• _EXERCISE REQUIREMENTS_
Lines from the start of the data through the line containing "patcher = Patcher::new(patcher_config, build_backend(config)?);" must be given again exactly. Leave the others out.

═══ PROVIDED DATA

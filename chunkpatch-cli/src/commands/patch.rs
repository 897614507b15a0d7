//! Patch command - run a full patch attempt with progress bars.

use clap::Args;
use console::style;
use indicatif::{MultiProgress, ProgressBar, ProgressStyle};
use tokio::sync::broadcast::error::RecvError;
use tokio::sync::mpsc;
use tracing::{debug, warn};

use chunkpatch::config::ConfigFile;
use chunkpatch::{AggregateProgress, FailurePolicy, PatchEvent, PatchStage, PatchStats, Patcher};

use crate::commands::common::{build_backend, resolve_version_url};
use crate::error::CliError;

/// Arguments for `chunkpatch patch`.
#[derive(Debug, Args)]
pub struct PatchArgs {
    /// Version descriptor URL (overrides patch.version_url)
    #[arg(long)]
    pub url: Option<String>,

    /// Maximum simultaneous chunk downloads (overrides download.max_concurrent)
    #[arg(long)]
    pub concurrency: Option<usize>,

    /// Cancel remaining downloads after the first failure
    #[arg(long)]
    pub fail_fast: bool,
}

/// Run the patch command.
pub async fn run(args: PatchArgs, config: &ConfigFile) -> Result<(), CliError> {
    let url = resolve_version_url(args.url, config)?;

    let mut patcher_config = config.to_patcher_config();
    if let Some(concurrency) = args.concurrency {
        patcher_config = patcher_config.with_max_concurrent_downloads(concurrency);
    }
    if args.fail_fast {
        patcher_config = patcher_config.with_failure_policy(FailurePolicy::FailFast);
    }

    let patcher = Patcher::new(patcher_config, build_backend(config)?);
    let mut events = patcher.subscribe();
    let mut progress = patcher.subscribe_progress();

    patcher.init(url).await?;
    let ticket = patcher.begin().await?;
    let attempt = ticket.attempt();

    let (interrupt_tx, mut interrupt_rx) = mpsc::unbounded_channel();
    if let Err(e) = ctrlc::set_handler(move || {
        let _ = interrupt_tx.send(());
    }) {
        warn!(error = %e, "Could not install Ctrl-C handler");
    }

    let display = ProgressDisplay::new();
    loop {
        tokio::select! {
            Some(()) = interrupt_rx.recv() => {
                display.interrupted();
                patcher.shutdown().await?;
                break;
            }
            received = events.recv() => match received {
                Some(event) if event.attempt() != attempt => continue,
                Some(PatchEvent::Completed { .. }) | None => break,
                Some(event) => display.handle(&event),
            },
            update = progress.recv() => match update {
                Ok(update) if update.attempt == attempt => display.progress(&update.progress),
                Ok(_) => {}
                Err(RecvError::Lagged(skipped)) => {
                    debug!(skipped, "Progress display fell behind");
                }
                Err(RecvError::Closed) => break,
            },
        }
    }

    // Resolves to PatcherError::Cancelled after an interrupt.
    let succeeded = ticket.wait().await?;
    let status = patcher.status();
    display.progress(&status.progress);
    display.finish(succeeded);
    print_summary(&status);

    if succeeded {
        Ok(())
    } else {
        Err(CliError::PatchFailed {
            stage: status.stage,
            reason: status.last_error,
        })
    }
}

/// Stage line plus download and mount bars.
struct ProgressDisplay {
    multi: MultiProgress,
    stage: ProgressBar,
    download: ProgressBar,
    mount: ProgressBar,
}

impl ProgressDisplay {
    fn new() -> Self {
        let multi = MultiProgress::new();

        let stage = multi.add(ProgressBar::new_spinner());
        stage.set_style(style_or_default(
            ProgressStyle::default_spinner().template("{spinner:.green} {msg}"),
        ));

        let download = multi.add(ProgressBar::new(0));
        download.set_style(style_or_default(
            ProgressStyle::default_bar()
                .template("  download [{bar:40.cyan/blue}] {bytes}/{total_bytes} ({bytes_per_sec})"),
        ));

        let mount = multi.add(ProgressBar::new(0));
        mount.set_style(style_or_default(
            ProgressStyle::default_bar().template("  mount    [{bar:40.cyan/blue}] {pos}/{len} chunks"),
        ));

        Self {
            multi,
            stage,
            download,
            mount,
        }
    }

    fn handle(&self, event: &PatchEvent) {
        match event {
            PatchEvent::StageChanged { stage, .. } => {
                self.stage.set_message(stage.to_string());
                self.stage.tick();
            }
            PatchEvent::ChunkFinished { progress, .. } if !progress.success => {
                let _ = self.multi.println(format!(
                    "  {} chunk {} failed",
                    style("✗").red(),
                    progress.chunk_id
                ));
            }
            PatchEvent::ChunkFinished { .. } | PatchEvent::Completed { .. } => {}
        }
    }

    fn progress(&self, progress: &AggregateProgress) {
        self.download.set_length(progress.total_bytes_to_download);
        self.download.set_position(progress.bytes_downloaded);
        self.mount.set_length(progress.total_chunks_to_mount as u64);
        self.mount.set_position(progress.chunks_mounted as u64);
    }

    fn interrupted(&self) {
        self.download.abandon();
        self.mount.abandon();
        self.stage.abandon_with_message("Interrupted, cancelling");
    }

    fn finish(&self, succeeded: bool) {
        self.download.finish();
        self.mount.finish();
        if succeeded {
            self.stage.finish_with_message(PatchStage::Complete.to_string());
        } else {
            self.stage.abandon();
        }
    }
}

fn style_or_default(
    style: Result<ProgressStyle, indicatif::style::TemplateError>,
) -> ProgressStyle {
    style
        .map(|s| s.progress_chars("=>-"))
        .unwrap_or_else(|_| ProgressStyle::default_bar())
}

fn print_summary(status: &PatchStats) {
    println!();
    if let Some(build_id) = &status.build_id {
        println!("Build:      {}", build_id);
    }
    println!("Stage:      {}", status.stage);
    println!(
        "Downloaded: {}/{} chunks ({} of {} MB)",
        status.files_downloaded, status.total_files, status.mb_downloaded, status.mb_total
    );
    println!(
        "Mounted:    {}/{} chunks",
        status.progress.chunks_mounted, status.progress.total_chunks_to_mount
    );
    if let Some(error) = &status.last_error {
        println!("Error:      {}", style(error).red());
    }
}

══════

• _SOLUTION BELOW_
filename chunkpatch-cli/src/commands/patch.rs
repository 897614507b15a0d7
//! Patch command - run a full patch attempt with progress bars.

use clap::Args;
use console::style;
use indicatif::{MultiProgress, ProgressBar, ProgressStyle};
use tokio::sync::broadcast::error::RecvError;
use tokio::sync::mpsc;
use tracing::{debug, warn};

use chunkpatch::config::ConfigFile;
use chunkpatch::{AggregateProgress, FailurePolicy, PatchEvent, PatchStage, PatchStats, Patcher};

use crate::commands::common::{build_backend, resolve_version_url};
use crate::error::CliError;

/// Arguments for `chunkpatch patch`.
#[derive(Debug, Args)]
pub struct PatchArgs {
    /// Version descriptor URL (overrides patch.version_url)
    #[arg(long)]
    pub url: Option<String>,

    /// Maximum simultaneous chunk downloads (overrides download.max_concurrent)
    #[arg(long)]
    pub concurrency: Option<usize>,

    /// Cancel remaining downloads after the first failure
    #[arg(long)]
    pub fail_fast: bool,
}

/// Run the patch command.
pub async fn run(args: PatchArgs, config: &ConfigFile) -> Result<(), CliError> {
    let url = resolve_version_url(args.url, config)?;

    let mut patcher_config = config.to_patcher_config();
    if let Some(concurrency) = args.concurrency {
        patcher_config = patcher_config.with_max_concurrent_downloads(concurrency);
    }
    if args.fail_fast {
        patcher_config = patcher_config.with_failure_policy(FailurePolicy::FailFast);
    }

    let patcher = Patcher::new(patcher_config, build_backend(config)?);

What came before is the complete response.